** Problem to work on **
Find the lines of the listing that contain the string "exists", and return them.

──────

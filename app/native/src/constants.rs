//! Application-wide constants.

/// Application name, used for directory and file names.
pub const APP_NAME: &str = "heicwall";

/// Name of the serialized definition inside each per-hash cache directory.
pub const DEFINITION_FILE_NAME: &str = "definition.json";

/// Environment variable holding the log filter.
pub const LOG_ENV_VAR: &str = "HEICWALL_LOG";
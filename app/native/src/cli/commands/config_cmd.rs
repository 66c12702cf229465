//! Config CLI commands.
//!
//! Commands for managing the heicwall configuration file.

use std::path::PathBuf;

use clap::Subcommand;
use colored::Colorize;

use crate::config::template::{create_config_file, generate_config_template};
use crate::config::{config_paths, get_config_path};
use crate::error::HeicwallError;

/// Config management commands.
#[derive(Subcommand, Debug)]
#[command(next_display_order = None)]
pub enum ConfigCommands {
    /// Initialize a new configuration file with all options documented.
    ///
    /// Every option is written commented out; uncomment the ones you need.
    #[command(
        name = "init",
        after_long_help = r#"Examples:
  heicwall config init              # Create config at default location
  heicwall config init --force      # Overwrite existing config
  heicwall config init --path ~/my-config.jsonc  # Create at custom path
  heicwall config init --stdout     # Print template to stdout"#
    )]
    Init {
        /// Overwrite existing configuration file if it exists.
        #[arg(long, short)]
        force: bool,

        /// Custom path for the configuration file.
        /// If not specified, uses the first search path.
        #[arg(long, short, value_name = "PATH")]
        path: Option<PathBuf>,

        /// Print the configuration template to stdout instead of writing to a file.
        #[arg(long)]
        stdout: bool,
    },

    /// Show the configuration file search paths.
    ///
    /// Marks the file that is currently in use, if any.
    Path,
}

/// Execute config subcommands.
///
/// # Errors
///
/// Returns an error if the command execution fails.
pub fn execute(cmd: &ConfigCommands) -> Result<(), HeicwallError> {
    match cmd {
        ConfigCommands::Init { force, path, stdout } => {
            if *stdout {
                println!("{}", generate_config_template());
                Ok(())
            } else {
                init_config(*force, path.clone())
            }
        }
        ConfigCommands::Path => {
            show_config_path();
            Ok(())
        }
    }
}

/// Initialize a new configuration file.
fn init_config(force: bool, custom_path: Option<PathBuf>) -> Result<(), HeicwallError> {
    let config_path = custom_path
        .or_else(|| config_paths().into_iter().next())
        .unwrap_or_else(|| PathBuf::from("config.jsonc"));

    if config_path.exists() {
        if !force {
            return Err(HeicwallError::Config(format!(
                "Configuration file already exists at: {}\nUse --force to overwrite.",
                config_path.display()
            )));
        }
        std::fs::remove_file(&config_path)?;
    }

    create_config_file(&config_path).map_err(|e| {
        HeicwallError::Config(format!("Failed to create config file {}: {e}", config_path.display()))
    })?;

    println!("Configuration file created at: {}", config_path.display());
    println!("\nAll options are commented out by default.");
    println!("Edit the file and uncomment the options you want to configure.");

    Ok(())
}

/// Print the search paths, marking the active one.
fn show_config_path() {
    println!("Configuration file search paths (in priority order):\n");

    let active = get_config_path().cloned().or_else(|| config_paths().into_iter().find(|path| path.exists()));

    for (i, path) in config_paths().iter().enumerate() {
        let marker = if active.as_ref() == Some(path) {
            " (active)".green().to_string()
        } else if path.exists() {
            " (exists)".dimmed().to_string()
        } else {
            String::new()
        };

        println!("  {}. {}{}", i + 1, path.display(), marker);
    }

    match active {
        Some(path) if !config_paths().contains(&path) => {
            println!("\nUsing custom configuration: {}", path.display());
        }
        Some(_) => {}
        None => {
            println!("\nNo configuration file found.");
            println!("Run 'heicwall config init' to create one.");
        }
    }
}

──────

** Solution to this exercise **
        /// Overwrite existing configuration file if it exists.
    if config_path.exists() {
                "Configuration file already exists at: {}\nUse --force to overwrite.",
    let active = get_config_path().cloned().or_else(|| config_paths().into_iter().find(|path| path.exists()));
        } else if path.exists() {
            " (exists)".dimmed().to_string()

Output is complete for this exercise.